_Exercise goal_
Your answer should be an exact copy of the lines from the start of the entries to the line containing "struct is a", both included.

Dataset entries

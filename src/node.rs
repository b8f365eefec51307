//! Tree nodes, the representation of SVG elements.
//!
//! The [rctree crate][rctree] provides the tree itself.  Its [`rctree::Node`] struct is a
//! reference-counted handle to a node; we put an [`Element`] as its type parameter, and
//! define a type alias [`Node`]` = rctree::Node<Element>` for convenience.
//!
//! Nodes are not constructed directly by callers; use
//! [`crate::document::DocumentBuilder`] instead.

use std::cell::{Ref, RefMut};

use crate::element::Element;
use crate::properties::ComputedValues;

/// Strong reference to an element in the SVG tree.
///
/// See the [module documentation][self] for more information.
pub type Node = rctree::Node<Element>;

/// Helper trait to borrow the element inside a node.
///
/// This only names the borrows, so that code which walks the tree reads the same as
/// code which looks at a single element.
pub trait NodeBorrow {
    /// Borrows an `Element` reference.
    fn borrow_element(&self) -> Ref<'_, Element>;

    /// Borrows an `Element` reference mutably.
    fn borrow_element_mut(&mut self) -> RefMut<'_, Element>;
}

impl NodeBorrow for Node {
    fn borrow_element(&self) -> Ref<'_, Element> {
        self.borrow()
    }

    fn borrow_element_mut(&mut self) -> RefMut<'_, Element> {
        self.borrow_mut()
    }
}

#[macro_export]
macro_rules! is_element_of_type {
    ($node:expr, $element_type:ident) => {
        {
            use $crate::node::NodeBorrow as _;

            matches!(
                $node.borrow_element().element_data,
                $crate::element::ElementData::$element_type(_)
            )
        }
    };
}

/// Borrows the element-specific data of a node, which must be of the given type.
///
/// Panics if the node holds another kind of element; check with
/// [`is_element_of_type!`] first if unsure.
#[macro_export]
macro_rules! borrow_element_as {
    ($node:expr, $element_type:ident) => {
        {
            use $crate::node::NodeBorrow as _;

            std::cell::Ref::map($node.borrow_element(), |e| match e.element_data {
                $crate::element::ElementData::$element_type(ref e) => &**e,
                _ => panic!("tried to borrow_element_as {}", stringify!($element_type)),
            })
        }
    };
}

/// Helper trait for cascading recursively
pub trait NodeCascade {
    fn cascade(&mut self, values: &ComputedValues);
}

impl NodeCascade for Node {
    fn cascade(&mut self, values: &ComputedValues) {
        let mut values = values.clone();

        {
            let mut elt = self.borrow_element_mut();

            elt.get_specified_values().to_computed_values(&mut values);
            elt.set_computed_values(&values);
        }

        for mut child in self.children() {
            child.cascade(&values);
        }
    }
}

_Result of the exercise_
filename src/node.rs
repository b8f365eefec51307
//! Tree nodes, the representation of SVG elements.
//!
//! The [rctree crate][rctree] provides the tree itself.  Its [`rctree::Node`] struct is a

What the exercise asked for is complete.